COMENCÉ con Leopardi de la mano de Colinas. No hay mejor anfitrión. Nunca viene el divino cielo, ni la silente orilla. En Recanati aún lloran las muchachas por la fragilidad.
Dice don Nicanor que Leopardi le impuso el manto y la nostalgia. Es la sinceridad. Alguien recita versos como quien dice frases. Otros en cambio nutren modestas melodías.
El tono y el ritmo por encima de las formas geométricas. Cuando tenía catorce años presenté un libro a un premio de poesía.
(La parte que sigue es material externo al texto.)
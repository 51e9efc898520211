//! Hierarchy aggregation and view-projection engine.
//!
//! The backend delivers partners as a nested document: partners own
//! sub-partners, and every level carries its own leads, contacts and deals.
//! This crate turns such a document into what the portal renders:
//!
//! - [`normalize`] maps every known response envelope into a canonical
//!   [`PartnerNode`] forest;
//! - [`flatten`] produces table rows annotated with their partner path;
//! - [`aggregate`] rolls counts and deal metrics up the tree;
//! - [`project`] filters and sorts rows;
//! - [`to_delimited_text`] exports rows as CSV;
//! - [`Workspace`] keeps a fetched snapshot next to optimistic rows.
//!
//! Everything is synchronous and free of I/O.

pub use aggregate::{
    Aggregate, ConversionStats, DealMetrics, NodeMetrics, aggregate, all_deals, all_records,
    bucket_by, count_by,
};
pub use analytics::{
    DealDashboard, MonthKey, MonthPoint, PartnerPerformance, StageBucket, deal_dashboard,
    deals_by_month, partner_performance, revenue_forecast, stage_funnel, status_distribution,
};
pub use error::EngineError;
pub use export::{
    ExportOptions, export_file_name, rows_to_records, to_delimited_text, to_delimited_text_with,
};
pub use flatten::{DEFAULT_SEPARATOR, FlatRow, RowSource, RowView, flatten};
pub use model::{
    AttachedRecords, Deal, OwnerRef, PartnerNode, Record, RecordKind, StageTransition, Tracked,
};
pub use money::Money;
pub use normalize::{KindAdapter, Normalized, UNPARSEABLE, normalize, normalize_str};
pub use projection::{Filter, FilterOptions, Sort, SortDirection, SortField, project};
pub use status::{StatusTone, tone_for};
pub use tree::{TreeNode, tree_view};
pub use workspace::{Draft, FetchTicket, Snapshot, Workspace};

pub mod aggregate;
pub mod analytics;
mod error;
pub mod export;
pub mod flatten;
pub mod model;
mod money;
pub mod normalize;
pub mod projection;
pub mod status;
pub mod tree;
mod util;
pub mod workspace;

pub type ResultEngine<T> = Result<T, EngineError>;
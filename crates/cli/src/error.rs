use thiserror::Error;

pub type Result<T> = std::result::Result<T, AppError>;

#[derive(Debug, Error)]
pub enum AppError {
    #[error("backend error: {0}")]
    Backend(#[from] backend_client::ClientError),
    #[error("{0}")]
    Engine(#[from] engine::EngineError),
    #[error("io error: {0}")]
    Io(#[from] std::io::Error),
    #[error("json error: {0}")]
    Json(#[from] serde_json::Error),
    #[error("usage: {0}")]
    Usage(String),
}
//! Tree projection consumed by hierarchy widgets.

use serde::{Deserialize, Serialize};

use crate::{
    aggregate::{DealMetrics, aggregate},
    model::{PartnerNode, RecordKind},
};

/// A partner as rendered in a tree widget, with its roll-up counts.
#[derive(Clone, Debug, PartialEq, Serialize, Deserialize)]
#[serde(rename_all = "camelCase")]
pub struct TreeNode {
    pub id: String,
    pub name: String,
    pub partner_path: String,
    pub partner_level: usize,
    pub direct_records: usize,
    pub total_records: usize,
    pub total_nodes: usize,
    pub deals: DealMetrics,
    pub children: Vec<TreeNode>,
}

impl TreeNode {
    /// Ids of this node and all descendants, pre-order.
    pub fn ids(&self) -> Vec<&str> {
        let mut out = vec![self.id.as_str()];
        for child in &self.children {
            out.extend(child.ids());
        }
        out
    }
}

/// Mirrors the forest with counts for records of `kind`. Only fetched data
/// is shown; optimistic rows never appear here.
pub fn tree_view(forest: &[PartnerNode], kind: RecordKind, separator: &str) -> Vec<TreeNode> {
    let agg = aggregate(forest, kind);

    fn build<'a>(
        node: &'a PartnerNode,
        agg: &crate::aggregate::Aggregate,
        separator: &str,
        ancestors: &mut Vec<&'a str>,
    ) -> TreeNode {
        let metrics = agg.per_node.get(&node.id).cloned().unwrap_or_default();
        let partner_path = ancestors.join(separator);
        let partner_level = ancestors.len();

        ancestors.push(&node.name);
        let children = node
            .children
            .iter()
            .map(|child| build(child, agg, separator, ancestors))
            .collect();
        ancestors.pop();

        TreeNode {
            id: node.id.clone(),
            name: node.name.clone(),
            partner_path,
            partner_level,
            direct_records: metrics.direct_records,
            total_records: metrics.total_records,
            total_nodes: metrics.total_nodes,
            deals: metrics.deals,
            children,
        }
    }

    let mut ancestors = Vec::new();
    forest
        .iter()
        .map(|root| build(root, &agg, separator, &mut ancestors))
        .collect()
}

#[cfg(test)]
mod tests {
    use super::*;
    use crate::model::Record;

    #[test]
    fn tree_mirrors_forest_with_roll_ups() {
        let forest = vec![
            PartnerNode::new("a", "Alice")
                .with_record(Record::new(RecordKind::Contact, "c1", "One"))
                .with_child(
                    PartnerNode::new("b", "Bob")
                        .with_record(Record::new(RecordKind::Contact, "c2", "Two")),
                ),
        ];

        let tree = tree_view(&forest, RecordKind::Contact, " > ");
        assert_eq!(tree.len(), 1);
        assert_eq!(tree[0].direct_records, 1);
        assert_eq!(tree[0].total_records, 2);
        assert_eq!(tree[0].total_nodes, 2);
        assert_eq!(tree[0].children[0].partner_path, "Alice");
        assert_eq!(tree[0].ids(), vec!["a", "b"]);
    }
}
De vez en cuando leo Heracles o el juicio de Zeus. Era la vida de Hércules en octavas reales. Nunca gané el certamen pero llamaron a casa para conocer a ese chaval que escribía en octavas reales.
¿Qué dolor puede ya herirme?, dice Leopardi. Largo dolor el sueño, respondí. Y entre el dolor y el sueño Giacomo con sus goces y sus Cantos.
Los árboles suben, las nubes se mueven y los pájaros beben. Son las ondas tranquilas. Alguna proporción que nos hace temblar y una lombriz de tierra que asoma su cabeza. Es la sinceridad. El frío, el complemento.
Comencé con Leopardi una noche de enero. Llovía. Madre dura y dorada, ¿alegrarás un día o será siempre?